Braless Anecdotes

1) Braless milf gets mad
She was definitely a milf. Her reddish blonde hair was perfectly cut, but the wind had blown it around. Her designer sunglasses only partially hid her carefully-crafted makeup. But the best part was her boobs. They were massive mommy jugs, and just barely contained in her black tanktop.

I kept watching her as the game went on. She would jump up and cheer for her kid when he was at bat, and the effect was delicious. Her boobs would bounce around and sway back and forth. Every dad in attendance would hold his breath and fidget when she went into motion.

When her kid was called out, she got mad. She had a right to, considering the ump made a bad call. But storming onto the field was a little much. One of the other moms went out there to pull her out of the ump’s face, and things got crazy. The milf scratched at the other mom’s eyes, and then they started fighting. Somehow her tanktop got yanked down, and one pink-nippled breast popped out. It was the best kids’ baseball game I’ve ever been to!

2) Braless customer boobs
“How can you not have an opinion?” she demanded.

“Ma’am, I’m just hear to fix your dishwasher,” I insisted.

“The only reason you wouldn’t be able to say whether you prefer real boobs over fake boobs is because you haven’t studied the topic thoroughly.” She unbuttoned yet another button on her sweater, and I swear I thought her massive jugs were going to pop right out. “Can you tell mine are real?” she asked me coyly. I nodded, and tried not to get hard. She pinched her nipples through the fabric, and they immediately stood at attention. “See how they jiggle?” She cupped them from underneath and shook them at me. “You don’t think they are too droopy, do you?” she asked me with a pout.

“Um, no way. I think they are perfect,” I reassured her.

3) Unhappy with her boobs
“I just don’t like them,” she admitted. She was my coworker, and had invited me over to watch a TV show. She seemed a little drunk, and was complaining about her boobs. She was in a white t-shirt, and clearly wasn’t wearing a bra. Her short shorts were way to short, and the way she was sitting with on the couch with her arm propped up on her knee made me very aware of her spread legs, her smooth, creamy white thighs.

“Your boobs are fine,” I told her. “What do you have to complain about?”

“They are too saggy,” she insisted. “The size is okay, but see how they droop off to the side?” She cupped her tits and squeezed them up and together in a breathtaking display of cleavage. “And my nipples are always hard. It’s embarrassing. Everybody stares.”

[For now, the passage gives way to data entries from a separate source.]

/// Expands tightly packed RGB rows to RGBA.
fn rgba_pixels(format: PixelFormat, pixels: &[u8]) -> Cow<'_, [u8]> {
    match format {
        PixelFormat::Rgba8 => Cow::Borrowed(pixels),
        PixelFormat::Rgb8 => Cow::Owned(
            pixels
                .chunks_exact(3)
                .flat_map(|rgb| [rgb[0], rgb[1], rgb[2], 255])
                .collect(),
        ),
    }
}

fn texture_bind_group(
    device: &wgpu::Device,
    queue: &wgpu::Queue,
    layout: &wgpu::BindGroupLayout,
    sampler: &wgpu::Sampler,
    (width, height): (u32, u32),
    rgba: &[u8],
) -> wgpu::BindGroup {
    let size = wgpu::Extent3d {
        width,
        height,
        depth_or_array_layers: 1,
    };
    let texture = device.create_texture(&wgpu::TextureDescriptor {
        label: Some("texture"),
        size,
        mip_level_count: 1,
        sample_count: 1,
        dimension: wgpu::TextureDimension::D2,
        format: wgpu::TextureFormat::Rgba8UnormSrgb,
        usage: wgpu::TextureUsages::TEXTURE_BINDING | wgpu::TextureUsages::COPY_DST,
        view_formats: &[],
    });

    queue.write_texture(
        wgpu::TexelCopyTextureInfo {
            texture: &texture,
            mip_level: 0,
            origin: wgpu::Origin3d::ZERO,
            aspect: wgpu::TextureAspect::All,
        },
        rgba,
        wgpu::TexelCopyBufferLayout {
            offset: 0,
            bytes_per_row: Some(4 * width),
            rows_per_image: Some(height),
        },
        size,
    );

    let view = texture.create_view(&wgpu::TextureViewDescriptor::default());
    device.create_bind_group(&wgpu::BindGroupDescriptor {
        label: Some("texture_group"),
        layout,
        entries: &[
            wgpu::BindGroupEntry {
                binding: 0,
                resource: wgpu::BindingResource::TextureView(&view),
            },
            wgpu::BindGroupEntry {
                binding: 1,
                resource: wgpu::BindingResource::Sampler(sampler),
            },
        ],
    })
}

//=== GraphicsDevice Implementation =======================================

impl GraphicsDevice for WgpuDevice {
    //--- Shader Objects ---------------------------------------------------

    fn create_shader(&self, stage: ShaderStage) -> Handle {
        let mut state = self.state.borrow_mut();
        let handle = state.allocate();
        state.shaders.insert(
            handle,
            ShaderObject {
                stage,
                compiled: None,
            },
        );
        handle
    }

    fn compile_shader(&self, shader: Handle, source: &str) -> Result<(), String> {
        let stage = match self.state.borrow().shaders.get(&shader) {
            Some(object) => object.stage,
            None => return Err(format!("unknown shader object {shader}")),
        };

        let interface = parse_stage(stage, source)?;
        if u64::from(interface.block_size) > UNIFORM_BLOCK_BYTES {
            return Err(format!(
                "uniform block of {} bytes exceeds the {} byte limit",
                interface.block_size, UNIFORM_BLOCK_BYTES
            ));
        }

        self.device.push_error_scope(wgpu::ErrorFilter::Validation);
        let module = self.device.create_shader_module(wgpu::ShaderModuleDescriptor {
            label: Some("glsl_stage"),
            source: wgpu::ShaderSource::Naga(Cow::Owned(interface.module)),
        });
        if let Some(err) = pollster::block_on(self.device.pop_error_scope()) {
            return Err(err.to_string());
        }

        if let Some(object) = self.state.borrow_mut().shaders.get_mut(&shader) {
            object.compiled = Some(CompiledShader {
                module,
                uniforms: interface.uniforms,
                block_size: interface.block_size,
            });
        }
        Ok(())
    }

    fn delete_shader(&self, shader: Handle) {
        self.state.borrow_mut().shaders.remove(&shader);
    }

    //--- Program Objects --------------------------------------------------

    fn create_program(&self) -> Handle {
        let mut state = self.state.borrow_mut();
        let handle = state.allocate();
        state.programs.insert(
            handle,
            ProgramObject {
                attached: Vec::new(),
                linked: None,
                block: Vec::new(),
            },
        );
        handle
    }

    fn attach_shader(&self, program: Handle, shader: Handle) {
        if let Some(object) = self.state.borrow_mut().programs.get_mut(&program) {
            object.attached.push(shader);
        }
    }

    fn detach_shader(&self, program: Handle, shader: Handle) {
        if let Some(object) = self.state.borrow_mut().programs.get_mut(&program) {
            object.attached.retain(|attached| *attached != shader);
        }
    }

    fn link_program(&self, program: Handle) -> Result<(), String> {
        let mut state = self.state.borrow_mut();
        let attached = match state.programs.get(&program) {
            Some(object) => object.attached.clone(),
            None => return Err(format!("unknown program object {program}")),
        };

        let stage = |wanted: ShaderStage| -> Result<CompiledShader, String> {
            attached
                .iter()
                .filter_map(|handle| state.shaders.get(handle))
                .find(|object| object.stage == wanted)
                .and_then(|object| object.compiled.clone())
                .ok_or_else(|| format!("no compiled {wanted} shader attached"))
        };
        let vertex = stage(ShaderStage::Vertex)?;
        let fragment = stage(ShaderStage::Fragment)?;

        let mut uniforms = fragment.uniforms;
        uniforms.extend(vertex.uniforms);
        let block_size = vertex.block_size.max(fragment.block_size) as usize;

        if let Some(object) = state.programs.get_mut(&program) {
            object.block = vec![0; block_size];
            object.linked = Some(LinkedProgram {
                vertex: vertex.module,
                fragment: fragment.module,
                uniforms,
            });
        }
        Ok(())
    }

    fn use_program(&self, program: Handle) {
        self.state.borrow_mut().current_program = program;
    }

    fn delete_program(&self, program: Handle) {
        let mut state = self.state.borrow_mut();
        state.programs.remove(&program);
        state.pipelines.retain(|(owner, _), _| *owner != program);
        if state.current_program == program {
            state.current_program = NULL_HANDLE;
        }
    }

    //--- Uniforms ---------------------------------------------------------

    fn uniform_location(&self, program: Handle, name: &str) -> Option<UniformLocation> {
        let state = self.state.borrow();
        let offset = *state.programs.get(&program)?.linked.as_ref()?.uniforms.get(name)?;
        Some(UniformLocation(offset as i32))
    }

    fn upload_uniform(&self, location: UniformLocation, value: UniformValue) {
        let mut state = self.state.borrow_mut();
        let current = state.current_program;
        let Some(program) = state.programs.get_mut(&current) else {
            trace!(target: "gpu", "Uniform upload with no program in use");
            return;
        };

        let bytes = std140_bytes(value);
        let Ok(start) = usize::try_from(location.0) else {
            return;
        };
        match program.block.get_mut(start..start + bytes.len()) {
            Some(target) => target.copy_from_slice(&bytes),
            None => warn!(
                target: "gpu",
                "Uniform at offset {} overruns the {} byte block of program {}",
                start,
                program.block.len(),
                current
            ),
        }
    }

    //--- Textures ---------------------------------------------------------

    fn create_texture(&self, desc: &TextureDesc<'_>) -> Handle {
        let rgba = rgba_pixels(desc.format, desc.pixels);
        let bind_group = texture_bind_group(
            &self.device,
            &self.queue,
            &self.texture_layout,
            &self.sampler,
            (desc.width, desc.height),
            &rgba,
        );

        let mut state = self.state.borrow_mut();
        let handle = state.allocate();
        state.textures.insert(handle, TextureObject { bind_group });
        handle
    }

    fn bind_texture(&self, texture: Handle) {
        self.state.borrow_mut().current_texture = texture;
    }

    fn delete_texture(&self, texture: Handle) {
        let mut state = self.state.borrow_mut();
        state.textures.remove(&texture);
        if state.current_texture == texture {
            state.current_texture = NULL_HANDLE;
        }
    }

    //--- Vertex Arrays ----------------------------------------------------

    fn create_vertex_array(&self, desc: &VertexArrayDesc<'_>) -> Handle {
        let buffers = (!desc.vertices.is_empty() && !desc.indices.is_empty()).then(|| {
            let vertices = self.device.create_buffer_init(&wgpu::util::BufferInitDescriptor {
                label: Some("vertices"),
                contents: bytemuck::cast_slice(desc.vertices),
                usage: wgpu::BufferUsages::VERTEX,
            });
            let indices = self.device.create_buffer_init(&wgpu::util::BufferInitDescriptor {
                label: Some("indices"),
                contents: bytemuck::cast_slice(desc.indices),
                usage: wgpu::BufferUsages::INDEX,
            });
            (vertices, indices)
        });

        let mut state = self.state.borrow_mut();
        let handle = state.allocate();
        state.vertex_arrays.insert(
            handle,
            VertexArrayObject {
                attributes: desc.attributes.to_vec(),
                buffers,
                index_count: desc.indices.len() as u32,
            },
        );
        handle
    }

    fn delete_vertex_array(&self, vertex_array: Handle) {
        self.state.borrow_mut().vertex_arrays.remove(&vertex_array);
    }

    fn draw_indexed(&self, vertex_array: Handle) {
        let mut state = self.state.borrow_mut();
        let (program, texture) = (state.current_program, state.current_texture);

        let Some(block) = state
            .programs
            .get(&program)
            .filter(|object| object.linked.is_some())
            .map(|object| object.block.clone())
        else {
            trace!(target: "gpu", "Draw of vertex array {} with no linked program", vertex_array);
            return;
        };

        state.draws.push(Draw {
            program,
            texture,
            vertex_array,
            block,
        });
    }

    //--- Frame Buffer -----------------------------------------------------

    fn clear(&self, rgba: [f32; 4]) {
        let mut state = self.state.borrow_mut();
        state.clear_color = rgba;
        state.draws.clear();
    }
}

//=========================================================================
// Unit Tests
//=========================================================================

“People stare because you have great tits.”

4) Lemons and boobs
“Please don’t kill me!” I begged her.

She laughed. “Do you want some lemonade or not?” Her braless boobies jiggled as she chopped the lemons on the cutting board. Her white tanktop was thin and practically see-through.

“You look pretty dangerous. One minute you might be cutting lemons, the next minute you might chase after me with that giant knife.”

“Well you better mind your P’s and Q’s. If you give me any trouble and take this thing and cut your schlong off.”

“Schlong? Nobody calls it a schlong. Except for Lorena Bobbit. She probably called it a schlong right before she chopped it off and then took it and threw it out her car window as she escaped.”

“I’m just kidding you. I like your schlong way too much to ever cut it off. Why don’t you bring it over here, I have an idea.”

PS – I also updated the Alexandra Daddario post with some cleavage action.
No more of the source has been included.